Collected data entries
________________
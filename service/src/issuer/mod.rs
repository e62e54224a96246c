//! Authorization issuance
//!
//! Orchestrates the naming policy and signing gateway to produce a presigned
//! upload authorization, and records every issuance in a process-wide,
//! append-only registry used for diagnostics and tests. Single-use is not
//! enforced here: the signature stays replayable until expiry, which is a
//! property of the delegated signing primitive.

use std::sync::Arc;
use std::sync::Mutex;
use std::time::Duration;

use chrono::{DateTime, Utc};
use serde::Serialize;
use thiserror::Error;
use tracing::info;

use crate::naming::{NamingError, NamingPolicy};
use crate::signing::{self, Operation, SigningError, SigningGateway};

/// Default authorization TTL when a request does not specify one
pub const DEFAULT_TTL_SECS: u64 = 3600;

/// Errors that can occur while issuing an authorization
#[derive(Debug, Error)]
pub enum IssueError {
    /// Bucket or key name violates the naming policy
    #[error(transparent)]
    InvalidName(#[from] NamingError),

    /// Requested TTL is outside the accepted range
    #[error("ttl out of range: {0} (must be between 1 and 604800 seconds)")]
    InvalidTtl(i64),

    /// Signing gateway failure
    #[error(transparent)]
    Signing(#[from] SigningError),
}

/// A time-bounded, single-operation upload authorization
///
/// Immutable once created; validity ends at `issued_at + ttl_secs` and is not
/// revocable before that.
#[derive(Debug, Clone, Serialize)]
pub struct Authorization {
    /// Operation the URL authorizes
    pub operation: Operation,
    /// Target bucket
    pub bucket: String,
    /// Target object key
    pub key: String,
    /// Issuance instant
    pub issued_at: DateTime<Utc>,
    /// Validity window in seconds, always positive
    pub ttl_secs: u64,
    /// The presigned URL
    pub url: String,
}

impl Authorization {
    /// Instant at which the URL stops being usable
    #[must_use]
    pub fn expires_at(&self) -> DateTime<Utc> {
        self.issued_at + Duration::from_secs(self.ttl_secs)
    }

    /// Whether the URL is still usable at `at`
    ///
    /// Valid up to and including the expiry instant, unusable strictly after.
    #[must_use]
    pub fn is_valid_at(&self, at: DateTime<Utc>) -> bool {
        at <= self.expires_at()
    }
}

/// Issuance request
///
/// `bucket` and `key` are hints; when absent the naming policy synthesizes
/// them. `ttl_secs` falls back to the issuer's configured default.
#[derive(Debug, Clone, Default)]
pub struct IssueRequest {
    /// Operation to authorize
    pub operation: Operation,
    /// Optional bucket hint
    pub bucket: Option<String>,
    /// Optional object key hint
    pub key: Option<String>,
    /// Optional TTL override in seconds
    pub ttl_secs: Option<i64>,
}

/// Issues authorizations and tracks them for the process lifetime
pub struct Issuer {
    gateway: Arc<dyn SigningGateway>,
    naming_prefix: String,
    default_ttl_secs: u64,
    registry: Mutex<Vec<Authorization>>,
}

impl Issuer {
    /// Creates an issuer
    ///
    /// # Arguments
    ///
    /// * `gateway` - Signing gateway, shared read-only across requests
    /// * `naming_prefix` - Prefix for synthesized bucket/key names
    /// * `default_ttl_secs` - TTL applied when a request carries none
    pub fn new(
        gateway: Arc<dyn SigningGateway>,
        naming_prefix: impl Into<String>,
        default_ttl_secs: u64,
    ) -> Self {
        Self {
            gateway,
            naming_prefix: naming_prefix.into(),
            default_ttl_secs,
            registry: Mutex::new(Vec::new()),
        }
    }

    /// Issues one authorization
    ///
    /// Validates TTL and names locally before the gateway is called; gateway
    /// failures are propagated, never swallowed.
    ///
    /// # Errors
    ///
    /// Returns `IssueError::InvalidTtl` or `IssueError::InvalidName` for
    /// inputs rejected before any network call, and `IssueError::Signing`
    /// when the gateway fails.
    ///
    /// # Panics
    ///
    /// Panics if the registry mutex is poisoned.
    pub async fn issue(&self, request: IssueRequest) -> Result<Authorization, IssueError> {
        let requested_ttl = request
            .ttl_secs
            .unwrap_or_else(|| i64::try_from(self.default_ttl_secs).unwrap_or(i64::MAX));
        let ttl_secs = match signing::validate_ttl(requested_ttl) {
            Ok(ttl) => ttl,
            Err(SigningError::InvalidTtl(v)) => return Err(IssueError::InvalidTtl(v)),
            Err(e) => return Err(e.into()),
        };

        let (bucket, key) = match (request.bucket, request.key) {
            (Some(bucket), Some(key)) => {
                NamingPolicy::ensure_valid(&bucket)?;
                NamingPolicy::ensure_valid(&key)?;
                (bucket, key)
            }
            (Some(bucket), None) => {
                NamingPolicy::ensure_valid(&bucket)?;
                let names = NamingPolicy::generate(&self.naming_prefix)?;
                (bucket, names.key)
            }
            (None, Some(key)) => {
                NamingPolicy::ensure_valid(&key)?;
                let names = NamingPolicy::generate(&self.naming_prefix)?;
                (names.bucket, key)
            }
            (None, None) => {
                let names = NamingPolicy::generate(&self.naming_prefix)?;
                (names.bucket, names.key)
            }
        };

        let signed = self
            .gateway
            .sign(request.operation, &bucket, &key, ttl_secs)
            .await?;

        let authorization = Authorization {
            operation: request.operation,
            bucket,
            key,
            issued_at: Utc::now(),
            ttl_secs,
            url: signed.url,
        };

        info!(
            operation = %authorization.operation,
            bucket = %authorization.bucket,
            key = %authorization.key,
            ttl_secs,
            "issued upload authorization"
        );

        self.registry
            .lock()
            .expect("authorization registry poisoned")
            .push(authorization.clone());

        Ok(authorization)
    }

    /// Number of authorizations issued by this process
    ///
    /// # Panics
    ///
    /// Panics if the registry mutex is poisoned.
    #[must_use]
    pub fn issued_count(&self) -> usize {
        self.registry
            .lock()
            .expect("authorization registry poisoned")
            .len()
    }

    /// Snapshot of all issued authorizations, in issuance order
    ///
    /// # Panics
    ///
    /// Panics if the registry mutex is poisoned.
    #[must_use]
    pub fn snapshot(&self) -> Vec<Authorization> {
        self.registry
            .lock()
            .expect("authorization registry poisoned")
            .clone()
    }
}
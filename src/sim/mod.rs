//! Deterministic simulation module
//!
//! All gameplay logic lives here. This module must be pure and deterministic:
//! - One step per frame, driven by an externally supplied clock reading
//! - Seeded RNG only
//! - Stable iteration order (obstacles kept in spawn order)
//! - No rendering, audio or storage dependencies

pub mod collision;
pub mod obstacle;
pub mod physics;
pub mod rect;
pub mod score;
pub mod snapshot;
pub mod state;
pub mod tick;

pub use collision::{Hit, collides, detect};
pub use obstacle::{
    Obstacle, ObstacleColor, ObstacleGenerator, gap_height_for_score, variation_for_score,
};
pub use rect::Rect;
pub use score::ScoreTracker;
pub use snapshot::{ObstacleView, PlayerView, Snapshot};
pub use state::{Field, GameEvent, GamePhase, GameState, PlayerBody, PlayerColor, PlayerPose};
pub use tick::{TickInput, tick};
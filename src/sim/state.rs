//! Game state and core simulation types
//!
//! Everything a run mutates lives in [`GameState`]; nothing is global.

use glam::IVec2;
use rand::{Rng, SeedableRng};
use rand_pcg::Pcg32;
use serde::{Deserialize, Serialize};

use super::obstacle::{Obstacle, ObstacleGenerator};
use super::rect::Rect;
use super::score::ScoreTracker;
use crate::consts::*;

/// Current phase of gameplay
#[derive(Debug, Clone, Copy, PartialEq, Eq, Serialize, Deserialize)]
pub enum GamePhase {
    /// Title screen, waiting for the first flap
    Idle,
    /// Flying through obstacles
    Active,
    /// Collision happened, body is falling to the ground
    Dying,
    /// Body at rest on the ground, waiting for restart
    GameOver,
}

impl GamePhase {
    /// Dying and GameOver both show the game over overlay
    pub fn is_over(&self) -> bool {
        matches!(self, GamePhase::Dying | GamePhase::GameOver)
    }
}

/// Wing pose, derived from the sign of vertical velocity
#[derive(Debug, Clone, Copy, PartialEq, Eq, Default, Serialize, Deserialize)]
pub enum PlayerPose {
    Upflap,
    Midflap,
    #[default]
    Downflap,
}

impl PlayerPose {
    pub fn from_velocity(velocity: f32) -> Self {
        if velocity < 0.0 {
            PlayerPose::Upflap
        } else if velocity > 0.0 {
            PlayerPose::Downflap
        } else {
            PlayerPose::Midflap
        }
    }
}

/// Cosmetic tint, re-rolled every run
#[derive(Debug, Clone, Copy, PartialEq, Eq, Default, Serialize, Deserialize)]
pub enum PlayerColor {
    Red,
    Blue,
    #[default]
    Yellow,
}

impl PlayerColor {
    pub const ALL: [PlayerColor; 3] = [PlayerColor::Red, PlayerColor::Blue, PlayerColor::Yellow];
}

/// Dimensions of the play field
#[derive(Debug, Clone, Copy, PartialEq, Eq, Serialize, Deserialize)]
pub struct Field {
    pub width: i32,
    pub height: i32,
    pub ground_height: i32,
}

impl Default for Field {
    fn default() -> Self {
        Self {
            width: FIELD_WIDTH,
            height: FIELD_HEIGHT,
            ground_height: GROUND_HEIGHT,
        }
    }
}

impl Field {
    /// Y coordinate of the top of the ground strip
    #[inline]
    pub fn ground_line(&self) -> i32 {
        self.height - self.ground_height
    }
}

/// The player's body
#[derive(Debug, Clone, Serialize, Deserialize)]
pub struct PlayerBody {
    /// Top-left of the nominal box; x never changes
    pub pos: IVec2,
    /// Vertical velocity, positive is downward
    pub velocity: f32,
    pub pose: PlayerPose,
    pub color: PlayerColor,
}

impl PlayerBody {
    /// Body at the start position: fixed column, vertical middle of the field
    pub fn spawn(field: &Field, velocity: f32, color: PlayerColor) -> Self {
        Self {
            pos: IVec2::new(PLAYER_X, field.height / 2),
            velocity,
            pose: PlayerPose::Downflap,
            color,
        }
    }

    /// Nominal (unpadded) bounds
    pub fn bounds(&self) -> Rect {
        Rect::new(self.pos.x, self.pos.y, PLAYER_WIDTH, PLAYER_HEIGHT)
    }
}

/// Things that happened during a tick, for audio and logging
#[derive(Debug, Clone, Copy, PartialEq, Eq, Serialize, Deserialize)]
pub enum GameEvent {
    /// A run started (from Idle or as a restart)
    Started,
    /// Flap impulse applied
    Flapped,
    /// An obstacle was cleared
    Scored { obstacle_id: u32 },
    /// Collision detected
    Hit,
    /// Death animation begins
    Died,
    /// The run beat the high score; carries the new record
    NewHighScore(u32),
}

/// Complete game state
#[derive(Debug, Clone)]
pub struct GameState {
    /// RNG seed for reproducibility
    pub seed: u64,
    pub(crate) rng: Pcg32,
    pub field: Field,
    pub phase: GamePhase,
    pub player: PlayerBody,
    /// Obstacles ordered by spawn (oldest first)
    pub obstacles: Vec<Obstacle>,
    pub(crate) generator: ObstacleGenerator,
    pub scores: ScoreTracker,
    /// True for the whole of the first run of the process
    pub first_session: bool,
    /// A run has been started at least once
    started_once: bool,
    /// Time of the last spawn (or run start)
    pub last_spawn_ms: u64,
    /// Velocity driving the death fall
    pub death_velocity: f32,
    /// Time the collision happened
    pub death_time_ms: Option<u64>,
    /// Simulation tick counter
    pub time_ticks: u64,
}

impl GameState {
    /// Fresh state in the Idle phase
    pub fn new(seed: u64, high_score: u32) -> Self {
        Self::with_field(seed, high_score, Field::default())
    }

    pub fn with_field(seed: u64, high_score: u32, field: Field) -> Self {
        Self {
            seed,
            rng: Pcg32::seed_from_u64(seed),
            field,
            phase: GamePhase::Idle,
            player: PlayerBody::spawn(&field, 0.0, PlayerColor::default()),
            obstacles: Vec::new(),
            generator: ObstacleGenerator::new(),
            scores: ScoreTracker::new(high_score),
            first_session: false,
            started_once: false,
            last_spawn_ms: 0,
            death_velocity: 0.0,
            death_time_ms: None,
            time_ticks: 0,
        }
    }

    pub fn score(&self) -> u32 {
        self.scores.score()
    }

    pub fn high_score(&self) -> u32 {
        self.scores.high_score()
    }

    /// Milliseconds since the collision, if the run is over
    pub fn since_death_ms(&self, now_ms: u64) -> Option<u64> {
        self.death_time_ms.map(|t| now_ms.saturating_sub(t))
    }

    /// Restart intents are honored once the cooldown has elapsed
    pub fn restart_ready(&self, now_ms: u64) -> bool {
        self.phase.is_over()
            && self
                .since_death_ms(now_ms)
                .is_some_and(|elapsed| elapsed >= DEATH_COOLDOWN_MS)
    }

    /// Begin a run: shared by start from Idle and restart after death
    pub fn start_run(&mut self, now_ms: u64) {
        self.first_session = !self.started_once;
        self.started_once = true;

        let velocity = if self.first_session {
            FIRST_RUN_VELOCITY
        } else {
            0.0
        };
        let color = PlayerColor::ALL[self.rng.random_range(0..PlayerColor::ALL.len())];
        self.player = PlayerBody::spawn(&self.field, velocity, color);

        self.obstacles.clear();
        self.generator.reset();
        self.scores.reset();
        self.last_spawn_ms = now_ms;
        self.death_velocity = 0.0;
        self.death_time_ms = None;
        self.phase = GamePhase::Active;

        log::info!(
            "Run started (first session: {}, high score {})",
            self.first_session,
            self.high_score()
        );
    }

    /// Gravity for the current tick
    ///
    /// The first run of the process gets a gentler descent while the body is
    /// above the middle of the field.
    pub fn current_gravity(&self) -> f32 {
        if self.first_session && self.player.pos.y < self.field.height / 2 {
            GRAVITY * FIRST_DESCENT_GRAVITY_SCALE
        } else {
            GRAVITY
        }
    }

    /// Spawn an obstacle at the right edge for the current score
    pub fn spawn_obstacle(&mut self) {
        let obstacle = self
            .generator
            .generate(self.scores.score(), &self.field, &mut self.rng);
        self.obstacles.push(obstacle);
    }
}

#[cfg(test)]
mod tests {
    use super::*;

    #[test]
    fn test_new_state_is_idle() {
        let state = GameState::new(1, 12);
        assert_eq!(state.phase, GamePhase::Idle);
        assert_eq!(state.score(), 0);
        assert_eq!(state.high_score(), 12);
        assert!(state.obstacles.is_empty());
        assert!(!state.restart_ready(10_000));
    }

    #[test]
    fn test_first_run_gets_initial_nudge() {
        let mut state = GameState::new(1, 0);
        state.start_run(0);
        assert!(state.first_session);
        assert_eq!(state.player.velocity, FIRST_RUN_VELOCITY);
        assert_eq!(state.player.pos, IVec2::new(PLAYER_X, FIELD_HEIGHT / 2));

        state.start_run(5_000);
        assert!(!state.first_session);
        assert_eq!(state.player.velocity, 0.0);
        assert_eq!(state.last_spawn_ms, 5_000);
    }

    #[test]
    fn test_gentle_gravity_only_above_middle_on_first_run() {
        let mut state = GameState::new(1, 0);
        state.start_run(0);
        // At the middle line: full gravity
        assert_eq!(state.current_gravity(), GRAVITY);
        state.player.pos.y -= 1;
        assert_eq!(state.current_gravity(), GRAVITY * FIRST_DESCENT_GRAVITY_SCALE);

        state.start_run(0);
        state.player.pos.y -= 1;
        assert_eq!(state.current_gravity(), GRAVITY);
    }

    #[test]
    fn test_pose_from_velocity() {
        assert_eq!(PlayerPose::from_velocity(-0.5), PlayerPose::Upflap);
        assert_eq!(PlayerPose::from_velocity(0.0), PlayerPose::Midflap);
        assert_eq!(PlayerPose::from_velocity(2.0), PlayerPose::Downflap);
    }

    #[test]
    fn test_field_ground_line() {
        assert_eq!(Field::default().ground_line(), FIELD_HEIGHT - GROUND_HEIGHT);
    }
}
________________
Taking the entries above, write out exactly each line from the one holding "pub mod obstacle;" to the one holding "the play field", both included, and stop there.

Response to this exercise:
pub mod obstacle;
pub mod physics;
pub mod rect;
pub mod score;
pub mod snapshot;
pub mod state;
pub mod tick;

pub use collision::{Hit, collides, detect};
pub use obstacle::{
    Obstacle, ObstacleColor, ObstacleGenerator, gap_height_for_score, variation_for_score,
};
pub use rect::Rect;
pub use score::ScoreTracker;
pub use snapshot::{ObstacleView, PlayerView, Snapshot};
pub use state::{Field, GameEvent, GamePhase, GameState, PlayerBody, PlayerColor, PlayerPose};
pub use tick::{TickInput, tick};
filename src/sim/state.rs
//! Game state and core simulation types
//!
//! Everything a run mutates lives in [`GameState`]; nothing is global.

use glam::IVec2;
use rand::{Rng, SeedableRng};
use rand_pcg::Pcg32;
use serde::{Deserialize, Serialize};

use super::obstacle::{Obstacle, ObstacleGenerator};
use super::rect::Rect;
use super::score::ScoreTracker;
use crate::consts::*;

/// Current phase of gameplay
#[derive(Debug, Clone, Copy, PartialEq, Eq, Serialize, Deserialize)]
pub enum GamePhase {
    /// Title screen, waiting for the first flap
    Idle,
    /// Flying through obstacles
    Active,
    /// Collision happened, body is falling to the ground
    Dying,
    /// Body at rest on the ground, waiting for restart
    GameOver,
}

impl GamePhase {
    /// Dying and GameOver both show the game over overlay
    pub fn is_over(&self) -> bool {
        matches!(self, GamePhase::Dying | GamePhase::GameOver)
    }
}

/// Wing pose, derived from the sign of vertical velocity
#[derive(Debug, Clone, Copy, PartialEq, Eq, Default, Serialize, Deserialize)]
pub enum PlayerPose {
    Upflap,
    Midflap,
    #[default]
    Downflap,
}

impl PlayerPose {
    pub fn from_velocity(velocity: f32) -> Self {
        if velocity < 0.0 {
            PlayerPose::Upflap
        } else if velocity > 0.0 {
            PlayerPose::Downflap
        } else {
            PlayerPose::Midflap
        }
    }
}

/// Cosmetic tint, re-rolled every run
#[derive(Debug, Clone, Copy, PartialEq, Eq, Default, Serialize, Deserialize)]
pub enum PlayerColor {
    Red,
    Blue,
    #[default]
    Yellow,
}

impl PlayerColor {
    pub const ALL: [PlayerColor; 3] = [PlayerColor::Red, PlayerColor::Blue, PlayerColor::Yellow];
}

/// Dimensions of the play field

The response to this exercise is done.